BEGIN Given records

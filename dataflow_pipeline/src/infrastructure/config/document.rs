// /////////////////////////////////////////////////////////////////////////////
// Dataflow Pipeline RS
// Copyright (c) 2025 Michael Gardner, A Bit of Help, Inc.
// SPDX-License-Identifier: BSD-3-Clause
// See LICENSE file in the project root.
// /////////////////////////////////////////////////////////////////////////////

//! # Configuration Documents
//!
//! Typed models of the two YAML documents the engine understands: the pipe
//! document (stages, operations, timeouts) and the global document (debug
//! flag plus model records). Parsing is strict serde; unknown modes,
//! strategies, or capabilities fail at load time as `InvalidDocument`.
//!
//! This layer is parsing only. Turning documents into validated [`Pipe`]s
//! happens in the builder, and nothing here discovers files or operation
//! implementations on its own.
//!
//! ## Pipe Document Shape
//!
//! ```yaml
//! name: article
//! timeout: 30
//! stages:
//!   - name: enrich
//!     mode: merge
//!     merge_strategy: disjoint
//!     operations:
//!       - type: link
//!         options: { copy: { from: body, to: draft } }
//! ```
//!
//! ## Global Document Shape
//!
//! ```yaml
//! debug: true
//! models:
//!   writer:
//!     provider: acme
//!     model: acme-large-1
//!     capabilities: [text_to_text]
//!     options: { api_key: "${ACME_KEY}" }
//! ```

use std::collections::BTreeMap;
use std::path::Path;
use std::time::Duration;

use serde::Deserialize;

use dataflow_pipeline_domain::{ExecutionMode, MergeStrategy, PipelineError, Value};

/// One operation entry of a stage document.
#[derive(Debug, Clone, Deserialize)]
#[serde(deny_unknown_fields)]
pub struct OperationDocument {
    /// Operation id resolved against the operation registry
    #[serde(rename = "type")]
    pub operation_type: String,
    /// Model name resolved against the model registry
    #[serde(default)]
    pub model: Option<String>,
    /// Operation timeout in seconds
    #[serde(default)]
    pub timeout: Option<f64>,
    /// Operation-specific options
    #[serde(default)]
    pub options: BTreeMap<String, Value>,
}

/// One stage entry of a pipe document.
#[derive(Debug, Clone, Deserialize)]
#[serde(deny_unknown_fields)]
pub struct StageDocument {
    pub name: String,
    pub mode: ExecutionMode,
    #[serde(default = "default_merge_strategy")]
    pub merge_strategy: MergeStrategy,
    /// Stage timeout in seconds
    #[serde(default)]
    pub timeout: Option<f64>,
    pub operations: Vec<OperationDocument>,
}

fn default_merge_strategy() -> MergeStrategy {
    MergeStrategy::LastIn
}

/// A whole pipe document.
#[derive(Debug, Clone, Deserialize)]
#[serde(deny_unknown_fields)]
pub struct PipeDocument {
    pub name: String,
    /// Pipe timeout in seconds
    #[serde(default)]
    pub timeout: Option<f64>,
    pub stages: Vec<StageDocument>,
}

impl PipeDocument {
    /// Parses a pipe document from YAML text
    pub fn from_yaml_str(yaml: &str) -> Result<Self, PipelineError> {
        serde_yaml::from_str(yaml)
            .map_err(|e| PipelineError::InvalidDocument(format!("Pipe document failed to parse: {}", e)))
    }

    /// Reads and parses a pipe document from a file
    pub fn from_yaml_file(path: impl AsRef<Path>) -> Result<Self, PipelineError> {
        let yaml = std::fs::read_to_string(path)?;
        Self::from_yaml_str(&yaml)
    }
}

/// One model entry of the global document.
#[derive(Debug, Clone, Deserialize)]
#[serde(deny_unknown_fields)]
pub struct ModelDocument {
    pub provider: String,
    pub model: String,
    #[serde(default)]
    pub capabilities: Vec<String>,
    #[serde(default)]
    pub options: BTreeMap<String, Value>,
}

/// The global document: process-level flags plus model records.
#[derive(Debug, Clone, Default, Deserialize)]
#[serde(deny_unknown_fields)]
pub struct GlobalDocument {
    #[serde(default)]
    pub debug: bool,
    #[serde(default)]
    pub models: BTreeMap<String, ModelDocument>,
}

impl GlobalDocument {
    /// Parses a global document from YAML text
    pub fn from_yaml_str(yaml: &str) -> Result<Self, PipelineError> {
        serde_yaml::from_str(yaml)
            .map_err(|e| PipelineError::InvalidDocument(format!("Global document failed to parse: {}", e)))
    }

    /// Reads and parses a global document from a file
    pub fn from_yaml_file(path: impl AsRef<Path>) -> Result<Self, PipelineError> {
        let yaml = std::fs::read_to_string(path)?;
        Self::from_yaml_str(&yaml)
    }
}

/// Converts a document timeout in seconds into a duration.
///
/// # Errors
///
/// Returns `InvalidDocument` for negative or non-finite values.
pub fn timeout_duration(seconds: Option<f64>, context: &str) -> Result<Option<Duration>, PipelineError> {
    match seconds {
        None => Ok(None),
        Some(seconds) if seconds.is_finite() && seconds >= 0.0 => Ok(Some(Duration::from_secs_f64(seconds))),
        Some(seconds) => Err(PipelineError::InvalidDocument(format!(
            "{} has an invalid timeout: {}",
            context, seconds
        ))),
    }
}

END Given records

Return the data in full, with each line kept exactly as it is.

filename dataflow_pipeline/src/infrastructure/config/document.rs
// /////////////////////////////////////////////////////////////////////////////
// Dataflow Pipeline RS
// Copyright (c) 2025 Michael Gardner, A Bit of Help, Inc.
// SPDX-License-Identifier: BSD-3-Clause
// See LICENSE file in the project root.
// /////////////////////////////////////////////////////////////////////////////

//! # Configuration Documents
//!
//! Typed models of the two YAML documents the engine understands: the pipe
//! document (stages, operations, timeouts) and the global document (debug
//! flag plus model records). Parsing is strict serde; unknown modes,
//! strategies, or capabilities fail at load time as `InvalidDocument`.
//!
//! This layer is parsing only. Turning documents into validated [`Pipe`]s
//! happens in the builder, and nothing here discovers files or operation
//! implementations on its own.
//!
//! ## Pipe Document Shape
//!
//! ```yaml
//! name: article
//! timeout: 30
//! stages:
//!   - name: enrich
//!     mode: merge
//!     merge_strategy: disjoint
//!     operations:
//!       - type: link
//!         options: { copy: { from: body, to: draft } }
//! ```
//!
//! ## Global Document Shape
//!
//! ```yaml
//! debug: true
//! models:
//!   writer:
//!     provider: acme
//!     model: acme-large-1
//!     capabilities: [text_to_text]
//!     options: { api_key: "${ACME_KEY}" }
//! ```

use std::collections::BTreeMap;
use std::path::Path;
use std::time::Duration;

use serde::Deserialize;

use dataflow_pipeline_domain::{ExecutionMode, MergeStrategy, PipelineError, Value};

/// One operation entry of a stage document.
#[derive(Debug, Clone, Deserialize)]
#[serde(deny_unknown_fields)]
pub struct OperationDocument {
    /// Operation id resolved against the operation registry
    #[serde(rename = "type")]
    pub operation_type: String,
    /// Model name resolved against the model registry
    #[serde(default)]
    pub model: Option<String>,
    /// Operation timeout in seconds
    #[serde(default)]
    pub timeout: Option<f64>,
    /// Operation-specific options
    #[serde(default)]
    pub options: BTreeMap<String, Value>,
}

/// One stage entry of a pipe document.
#[derive(Debug, Clone, Deserialize)]
#[serde(deny_unknown_fields)]
pub struct StageDocument {
    pub name: String,
    pub mode: ExecutionMode,
    #[serde(default = "default_merge_strategy")]
    pub merge_strategy: MergeStrategy,
    /// Stage timeout in seconds
    #[serde(default)]
    pub timeout: Option<f64>,
    pub operations: Vec<OperationDocument>,
}

fn default_merge_strategy() -> MergeStrategy {
    MergeStrategy::LastIn
}

/// A whole pipe document.
#[derive(Debug, Clone, Deserialize)]
#[serde(deny_unknown_fields)]
pub struct PipeDocument {
    pub name: String,
    /// Pipe timeout in seconds
    #[serde(default)]
    pub timeout: Option<f64>,
    pub stages: Vec<StageDocument>,
}

impl PipeDocument {
    /// Parses a pipe document from YAML text
    pub fn from_yaml_str(yaml: &str) -> Result<Self, PipelineError> {
        serde_yaml::from_str(yaml)
            .map_err(|e| PipelineError::InvalidDocument(format!("Pipe document failed to parse: {}", e)))
    }

    /// Reads and parses a pipe document from a file
    pub fn from_yaml_file(path: impl AsRef<Path>) -> Result<Self, PipelineError> {
        let yaml = std::fs::read_to_string(path)?;
        Self::from_yaml_str(&yaml)
    }
}

/// One model entry of the global document.
#[derive(Debug, Clone, Deserialize)]
#[serde(deny_unknown_fields)]
pub struct ModelDocument {
    pub provider: String,
    pub model: String,
    #[serde(default)]
    pub capabilities: Vec<String>,
    #[serde(default)]
    pub options: BTreeMap<String, Value>,
}

/// The global document: process-level flags plus model records.
#[derive(Debug, Clone, Default, Deserialize)]
#[serde(deny_unknown_fields)]
pub struct GlobalDocument {
    #[serde(default)]
    pub debug: bool,
    #[serde(default)]
    pub models: BTreeMap<String, ModelDocument>,
}

impl GlobalDocument {
    /// Parses a global document from YAML text
    pub fn from_yaml_str(yaml: &str) -> Result<Self, PipelineError> {
        serde_yaml::from_str(yaml)
            .map_err(|e| PipelineError::InvalidDocument(format!("Global document failed to parse: {}", e)))
    }

    /// Reads and parses a global document from a file
    pub fn from_yaml_file(path: impl AsRef<Path>) -> Result<Self, PipelineError> {
        let yaml = std::fs::read_to_string(path)?;
        Self::from_yaml_str(&yaml)
    }
}

/// Converts a document timeout in seconds into a duration.
///
/// # Errors
///
/// Returns `InvalidDocument` for negative or non-finite values.
pub fn timeout_duration(seconds: Option<f64>, context: &str) -> Result<Option<Duration>, PipelineError> {
    match seconds {
        None => Ok(None),
        Some(seconds) if seconds.is_finite() && seconds >= 0.0 => Ok(Some(Duration::from_secs_f64(seconds))),
        Some(seconds) => Err(PipelineError::InvalidDocument(format!(
            "{} has an invalid timeout: {}",
            context, seconds
        ))),
    }
}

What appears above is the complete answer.